What you are asked to do = Every line containing "ProximityAddition" should be identified and copied from the data below.

Supplied records =
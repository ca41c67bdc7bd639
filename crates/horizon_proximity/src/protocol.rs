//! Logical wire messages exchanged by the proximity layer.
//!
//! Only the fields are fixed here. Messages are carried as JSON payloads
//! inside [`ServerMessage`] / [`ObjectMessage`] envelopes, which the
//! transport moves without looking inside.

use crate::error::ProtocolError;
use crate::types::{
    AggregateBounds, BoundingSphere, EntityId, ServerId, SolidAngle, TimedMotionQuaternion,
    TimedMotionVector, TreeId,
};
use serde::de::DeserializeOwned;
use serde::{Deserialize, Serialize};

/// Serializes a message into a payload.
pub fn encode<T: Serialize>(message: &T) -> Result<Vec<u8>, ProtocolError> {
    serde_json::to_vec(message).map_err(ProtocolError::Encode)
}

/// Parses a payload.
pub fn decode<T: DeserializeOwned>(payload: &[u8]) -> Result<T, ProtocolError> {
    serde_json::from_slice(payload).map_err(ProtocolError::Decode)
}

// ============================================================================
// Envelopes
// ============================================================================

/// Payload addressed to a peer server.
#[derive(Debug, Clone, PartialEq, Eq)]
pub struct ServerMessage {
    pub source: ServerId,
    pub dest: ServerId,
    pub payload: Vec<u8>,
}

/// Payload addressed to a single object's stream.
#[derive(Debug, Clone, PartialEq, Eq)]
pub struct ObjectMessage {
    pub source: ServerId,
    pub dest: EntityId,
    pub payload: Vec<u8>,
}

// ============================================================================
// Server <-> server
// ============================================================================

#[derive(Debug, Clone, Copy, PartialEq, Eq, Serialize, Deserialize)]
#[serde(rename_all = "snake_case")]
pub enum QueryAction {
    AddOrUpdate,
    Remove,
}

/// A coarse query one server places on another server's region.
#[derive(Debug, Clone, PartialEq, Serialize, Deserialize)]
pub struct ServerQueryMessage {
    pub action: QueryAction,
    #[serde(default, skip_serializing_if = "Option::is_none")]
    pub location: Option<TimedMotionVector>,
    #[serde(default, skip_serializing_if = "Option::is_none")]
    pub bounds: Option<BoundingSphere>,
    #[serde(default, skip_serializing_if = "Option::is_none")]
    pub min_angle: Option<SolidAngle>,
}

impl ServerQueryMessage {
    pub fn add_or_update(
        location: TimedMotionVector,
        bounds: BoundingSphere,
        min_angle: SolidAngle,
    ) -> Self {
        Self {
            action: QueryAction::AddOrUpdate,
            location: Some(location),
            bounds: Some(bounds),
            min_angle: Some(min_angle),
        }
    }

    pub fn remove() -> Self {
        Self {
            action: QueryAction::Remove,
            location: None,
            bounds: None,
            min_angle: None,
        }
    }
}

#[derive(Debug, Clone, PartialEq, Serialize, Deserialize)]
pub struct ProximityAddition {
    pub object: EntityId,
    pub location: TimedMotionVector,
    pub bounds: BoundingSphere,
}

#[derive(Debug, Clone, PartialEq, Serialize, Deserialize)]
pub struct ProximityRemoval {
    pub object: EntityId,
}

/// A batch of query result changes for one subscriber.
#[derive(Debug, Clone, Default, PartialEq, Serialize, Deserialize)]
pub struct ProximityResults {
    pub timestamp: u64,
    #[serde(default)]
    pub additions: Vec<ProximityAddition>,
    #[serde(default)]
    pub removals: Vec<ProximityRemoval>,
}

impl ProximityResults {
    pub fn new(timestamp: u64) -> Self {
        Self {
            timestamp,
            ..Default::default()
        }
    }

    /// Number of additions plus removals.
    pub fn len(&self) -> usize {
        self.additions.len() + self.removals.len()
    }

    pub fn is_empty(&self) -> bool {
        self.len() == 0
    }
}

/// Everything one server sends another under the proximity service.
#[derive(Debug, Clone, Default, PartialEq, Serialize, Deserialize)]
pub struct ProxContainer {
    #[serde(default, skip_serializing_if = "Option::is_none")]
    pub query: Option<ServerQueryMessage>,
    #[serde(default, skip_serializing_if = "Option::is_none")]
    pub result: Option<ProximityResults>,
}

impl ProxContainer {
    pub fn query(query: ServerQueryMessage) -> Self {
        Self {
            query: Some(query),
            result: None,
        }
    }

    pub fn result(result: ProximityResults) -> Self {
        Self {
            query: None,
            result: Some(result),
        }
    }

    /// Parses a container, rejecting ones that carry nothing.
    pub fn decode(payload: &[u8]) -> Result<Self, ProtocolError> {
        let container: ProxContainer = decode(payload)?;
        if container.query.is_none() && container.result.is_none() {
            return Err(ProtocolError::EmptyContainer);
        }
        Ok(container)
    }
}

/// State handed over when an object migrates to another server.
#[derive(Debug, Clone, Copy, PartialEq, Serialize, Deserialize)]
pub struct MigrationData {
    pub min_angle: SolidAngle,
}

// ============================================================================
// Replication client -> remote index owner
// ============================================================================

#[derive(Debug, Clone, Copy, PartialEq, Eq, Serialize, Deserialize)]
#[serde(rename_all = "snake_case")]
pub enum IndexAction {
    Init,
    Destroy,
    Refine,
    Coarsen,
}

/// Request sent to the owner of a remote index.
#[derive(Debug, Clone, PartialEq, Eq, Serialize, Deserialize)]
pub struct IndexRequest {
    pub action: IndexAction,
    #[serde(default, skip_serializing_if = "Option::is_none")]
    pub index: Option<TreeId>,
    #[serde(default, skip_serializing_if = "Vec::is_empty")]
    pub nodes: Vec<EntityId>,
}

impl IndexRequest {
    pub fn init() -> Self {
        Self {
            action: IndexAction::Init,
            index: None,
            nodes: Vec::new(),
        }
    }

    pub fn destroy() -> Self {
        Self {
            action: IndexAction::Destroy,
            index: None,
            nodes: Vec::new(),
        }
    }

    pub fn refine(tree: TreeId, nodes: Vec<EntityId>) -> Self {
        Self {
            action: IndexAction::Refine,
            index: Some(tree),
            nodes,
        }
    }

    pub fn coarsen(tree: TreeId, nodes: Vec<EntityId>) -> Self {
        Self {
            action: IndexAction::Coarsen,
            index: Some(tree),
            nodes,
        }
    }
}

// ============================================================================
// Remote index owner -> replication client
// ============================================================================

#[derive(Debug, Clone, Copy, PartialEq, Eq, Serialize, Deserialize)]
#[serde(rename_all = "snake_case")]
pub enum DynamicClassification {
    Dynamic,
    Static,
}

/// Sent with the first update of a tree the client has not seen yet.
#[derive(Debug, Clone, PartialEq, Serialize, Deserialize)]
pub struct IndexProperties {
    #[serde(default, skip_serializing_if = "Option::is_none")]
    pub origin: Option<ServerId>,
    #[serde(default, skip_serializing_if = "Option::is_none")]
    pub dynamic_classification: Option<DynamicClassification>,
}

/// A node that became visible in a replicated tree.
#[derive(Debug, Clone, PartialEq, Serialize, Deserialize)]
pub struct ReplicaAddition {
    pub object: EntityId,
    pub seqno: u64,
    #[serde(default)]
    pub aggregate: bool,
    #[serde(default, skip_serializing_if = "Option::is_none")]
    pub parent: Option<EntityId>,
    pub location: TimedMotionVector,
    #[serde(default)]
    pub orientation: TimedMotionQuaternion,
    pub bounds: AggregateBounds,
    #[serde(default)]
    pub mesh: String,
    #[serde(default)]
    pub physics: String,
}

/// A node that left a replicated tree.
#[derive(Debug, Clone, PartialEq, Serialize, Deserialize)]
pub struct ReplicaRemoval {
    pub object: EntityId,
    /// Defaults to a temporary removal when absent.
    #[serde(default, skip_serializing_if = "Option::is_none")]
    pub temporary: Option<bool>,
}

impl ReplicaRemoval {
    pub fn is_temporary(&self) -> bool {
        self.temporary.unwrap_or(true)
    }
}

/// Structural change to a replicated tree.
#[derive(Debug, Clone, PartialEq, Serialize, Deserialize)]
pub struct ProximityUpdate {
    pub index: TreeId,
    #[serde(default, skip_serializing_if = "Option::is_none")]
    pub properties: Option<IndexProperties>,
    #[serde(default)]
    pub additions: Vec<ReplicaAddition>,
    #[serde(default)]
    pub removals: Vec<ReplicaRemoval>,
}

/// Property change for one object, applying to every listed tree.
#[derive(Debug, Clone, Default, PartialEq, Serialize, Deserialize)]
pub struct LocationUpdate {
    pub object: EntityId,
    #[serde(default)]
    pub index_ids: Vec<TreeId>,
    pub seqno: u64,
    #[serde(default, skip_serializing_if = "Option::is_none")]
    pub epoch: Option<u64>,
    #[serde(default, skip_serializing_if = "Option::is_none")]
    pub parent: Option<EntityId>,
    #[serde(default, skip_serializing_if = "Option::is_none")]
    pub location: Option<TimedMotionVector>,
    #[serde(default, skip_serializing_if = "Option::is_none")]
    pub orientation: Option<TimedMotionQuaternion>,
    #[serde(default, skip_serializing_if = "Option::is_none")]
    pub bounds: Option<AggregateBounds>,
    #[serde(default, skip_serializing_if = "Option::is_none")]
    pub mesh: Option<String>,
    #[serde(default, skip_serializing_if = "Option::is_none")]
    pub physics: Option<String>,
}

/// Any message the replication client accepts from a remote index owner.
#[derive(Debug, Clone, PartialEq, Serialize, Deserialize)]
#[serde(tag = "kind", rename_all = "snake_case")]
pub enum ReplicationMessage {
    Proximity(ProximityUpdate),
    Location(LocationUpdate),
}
==
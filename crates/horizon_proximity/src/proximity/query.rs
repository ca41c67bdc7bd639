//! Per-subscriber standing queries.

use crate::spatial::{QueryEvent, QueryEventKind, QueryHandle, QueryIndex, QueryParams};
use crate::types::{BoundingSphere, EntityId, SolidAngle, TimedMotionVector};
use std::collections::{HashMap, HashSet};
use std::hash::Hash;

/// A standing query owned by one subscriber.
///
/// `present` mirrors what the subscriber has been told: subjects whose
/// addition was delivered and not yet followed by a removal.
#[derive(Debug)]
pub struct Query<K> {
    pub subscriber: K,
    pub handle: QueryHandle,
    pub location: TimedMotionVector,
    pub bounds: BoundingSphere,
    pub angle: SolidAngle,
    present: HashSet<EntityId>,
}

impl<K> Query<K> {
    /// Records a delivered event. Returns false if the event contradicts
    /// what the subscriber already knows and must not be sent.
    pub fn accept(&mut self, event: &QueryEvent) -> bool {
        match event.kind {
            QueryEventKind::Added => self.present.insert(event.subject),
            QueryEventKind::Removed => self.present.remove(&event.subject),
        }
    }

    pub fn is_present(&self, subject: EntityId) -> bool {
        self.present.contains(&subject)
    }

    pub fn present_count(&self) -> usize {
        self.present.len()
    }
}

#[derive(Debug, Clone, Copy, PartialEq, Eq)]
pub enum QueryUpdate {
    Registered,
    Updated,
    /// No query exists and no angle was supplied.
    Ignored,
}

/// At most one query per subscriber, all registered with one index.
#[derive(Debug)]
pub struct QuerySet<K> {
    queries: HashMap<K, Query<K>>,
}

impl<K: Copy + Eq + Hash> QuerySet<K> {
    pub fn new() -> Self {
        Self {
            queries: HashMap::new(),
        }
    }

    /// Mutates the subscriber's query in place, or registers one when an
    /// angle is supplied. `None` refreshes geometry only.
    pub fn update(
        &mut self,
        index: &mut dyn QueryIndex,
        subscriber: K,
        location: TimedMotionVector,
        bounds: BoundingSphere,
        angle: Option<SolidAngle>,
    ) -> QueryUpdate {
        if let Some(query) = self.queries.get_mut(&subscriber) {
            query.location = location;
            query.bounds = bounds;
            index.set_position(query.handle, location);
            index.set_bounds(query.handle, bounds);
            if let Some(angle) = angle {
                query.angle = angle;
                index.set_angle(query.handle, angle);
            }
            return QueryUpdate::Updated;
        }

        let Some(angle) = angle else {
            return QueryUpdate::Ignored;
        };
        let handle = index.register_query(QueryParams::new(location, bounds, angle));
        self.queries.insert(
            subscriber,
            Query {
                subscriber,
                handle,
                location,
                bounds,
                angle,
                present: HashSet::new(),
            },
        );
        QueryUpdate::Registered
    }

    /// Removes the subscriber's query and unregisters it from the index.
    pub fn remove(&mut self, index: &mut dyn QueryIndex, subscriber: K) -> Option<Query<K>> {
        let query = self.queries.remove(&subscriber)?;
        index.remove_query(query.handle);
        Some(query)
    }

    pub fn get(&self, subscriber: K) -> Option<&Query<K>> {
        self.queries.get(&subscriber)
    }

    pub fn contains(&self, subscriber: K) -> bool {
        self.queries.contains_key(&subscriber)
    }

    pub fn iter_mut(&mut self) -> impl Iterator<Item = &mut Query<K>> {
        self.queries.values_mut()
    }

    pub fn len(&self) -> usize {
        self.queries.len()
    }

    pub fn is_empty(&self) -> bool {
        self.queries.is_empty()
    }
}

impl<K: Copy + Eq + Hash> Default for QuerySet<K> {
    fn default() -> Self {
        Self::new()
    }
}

Exercise response =
pub struct ProximityAddition {
    pub additions: Vec<ProximityAddition>,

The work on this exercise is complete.